Three Months Ended September 30, 2017 Compared to the Three Months Ended September, 2016

              For the three months ended September 30, 2017, net income was $53 million on revenues of $582 million, compared with a net loss of $2 million on revenues of $532 million for the same period in 2016. The increase of $55 million in net income was the result of the following items:

    Revenues for the three months ended September 30, 2017 increased by $50 million, or 9%, as compared with the same period in 2016. The increase was due to a $39 million increase in revenue in our Titanium Dioxide segment primarily related to increases in average selling prices, and an $11 million increase in revenue in our Performance Additives segment due to increases in selling price and volumes. See "—Segment Analysis" below.

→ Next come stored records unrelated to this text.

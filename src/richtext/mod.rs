// Rich text editing core
// Styled document model, HTML exchange, list layout and the editor controller

pub mod editor;
pub mod html_converter;
pub mod html_parser;
pub mod list_layout;
pub mod preview_change;
pub mod styled_document;
pub mod text_format;
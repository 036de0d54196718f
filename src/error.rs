//! Error types for the editor core.

use std::path::PathBuf;

/// Result type alias for HTML import.
pub type ImportResult<T> = std::result::Result<T, HtmlImportError>;

/// Result type alias for editor commands that take unchecked input.
pub type EditResult<T> = std::result::Result<T, EditError>;

/// Why a string could not be turned into a styled document.
///
/// Never fatal: callers fall back to treating the input as plain text.
#[derive(Debug, Clone, PartialEq, thiserror::Error)]
pub enum HtmlImportError {
    /// Nothing but whitespace was supplied.
    #[error("HTML input is empty")]
    Empty,

    /// The tokenizer reported errors and no content could be recovered.
    #[error("malformed HTML ({} parse errors)", errors.len())]
    Malformed { errors: Vec<String> },
}

/// Errors reading or writing the settings file.
#[derive(Debug, thiserror::Error)]
pub enum SettingsError {
    /// No configuration directory could be determined for this platform.
    #[error("no configuration directory available")]
    NoConfigDir,

    #[error("failed to access settings file '{path}': {source}")]
    Io {
        path: PathBuf,
        #[source]
        source: std::io::Error,
    },

    #[error("invalid settings file '{path}': {source}")]
    Parse {
        path: PathBuf,
        #[source]
        source: toml::de::Error,
    },

    #[error("failed to serialize settings: {0}")]
    Serialize(#[from] toml::ser::Error),
}

impl SettingsError {
    /// Create an I/O error.
    pub fn io(path: impl Into<PathBuf>, source: std::io::Error) -> Self {
        Self::Io {
            path: path.into(),
            source,
        }
    }
}

/// Rejected editor input.
#[derive(Debug, Clone, PartialEq, thiserror::Error)]
pub enum EditError {
    /// A hyperlink target that is not an absolute URL.
    #[error("invalid hyperlink '{input}': {source}")]
    InvalidHyperlink {
        input: String,
        #[source]
        source: url::ParseError,
    },

    /// A font size that is not a finite number.
    #[error("invalid font size {0}")]
    InvalidFontSize(f32),
}
// End-to-end editing sessions driven through the public controller API

use rich_text_editor::richtext::editor::{
    ClipboardContents, Key, KeyEvent, PASTEBOARD_DATA_TYPE, RichTextEditor,
};
use rich_text_editor::richtext::styled_document::{ListKind, TextRange};

fn editor_with(text: &str) -> RichTextEditor {
    let mut editor = RichTextEditor::new();
    editor.insert_text(text);
    editor
}

#[test]
fn test_link_export() {
    let mut editor = editor_with("Hello world");
    editor.select(TextRange::new(0, 5));
    editor.user_apply_hyperlink_str("https://example.com").unwrap();

    let html = editor.html_string();
    assert!(html.contains(
        r##"<p><a href="https://example.com/" style="text-decoration: underline; color: #0000ee">Hello</a> world</p>"##
    ));
    assert!(editor.current_format().hyperlink_enabled);

    // Removing the link with an empty string restores plain text
    editor.user_apply_hyperlink_str("").unwrap();
    assert!(editor.html_string().contains("<p>Hello world</p>"));
}

#[test]
fn test_copy_paste_between_editors_keeps_formatting() {
    let mut source = editor_with("Hello world");
    source.select(TextRange::new(6, 5));
    source.user_selected_bold();
    let clipboard = source.copy().unwrap();
    assert_eq!(clipboard.type_tag.as_deref(), Some(PASTEBOARD_DATA_TYPE));
    assert_eq!(clipboard.plain.as_deref(), Some("world"));

    let mut target = RichTextEditor::new();
    target.paste(&clipboard);
    assert_eq!(target.document().text(), "world");
    assert!(target.document().paragraphs()[0].runs()[0].attributes.is_bold());
}

#[test]
fn test_foreign_html_is_pasted_as_plain_text() {
    let mut editor = RichTextEditor::new();
    editor.paste(&ClipboardContents::html(
        "<p><b>loud</b> words</p>",
        Some("public.html"),
    ));
    assert_eq!(editor.document().text(), "loud words");
    assert!(
        editor
            .document()
            .paragraphs()
            .iter()
            .flat_map(|p| p.runs())
            .all(|run| !run.attributes.is_bold())
    );
}

#[test]
fn test_typing_a_numbered_list() {
    let mut editor = RichTextEditor::new();
    editor.user_selected_numbering();
    editor.insert_text("one");
    editor.handle_key(KeyEvent::new(Key::Enter));
    editor.insert_text("two");
    editor.handle_key(KeyEvent::new(Key::Enter));
    // Enter on the empty third item ends the list
    editor.handle_key(KeyEvent::new(Key::Enter));
    editor.insert_text("after");

    let doc = editor.document();
    assert_eq!(doc.text(), "one\ntwo\nafter");
    let kinds: Vec<ListKind> = doc.paragraphs().iter().map(|p| p.style.list).collect();
    assert_eq!(
        kinds,
        vec![ListKind::Numbered, ListKind::Numbered, ListKind::None]
    );

    let html = editor.html_string();
    assert!(html.contains("<ol>\n<li>one</li>\n<li>two</li>\n</ol>\n<p>after</p>"));
}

    Our operating expenses for the three months ended September 30, 2017 increased by $12 million, or 36%, as compared with the same period in 2016, primarily related to a $23 million increase due to a 2016 gain from disposal of businesses/assets and a $6 million increase due to an insurance recovery gain in 2016 relating to losses incurred at our Uerdingen, Germany plant, partially offset by a $9 million reduction in costs at our Corporate and other segment as our corporate costs to operate as a stand-alone business are lower than those typically allocated to us from Huntsman and $2 million of savings from our business improvement program.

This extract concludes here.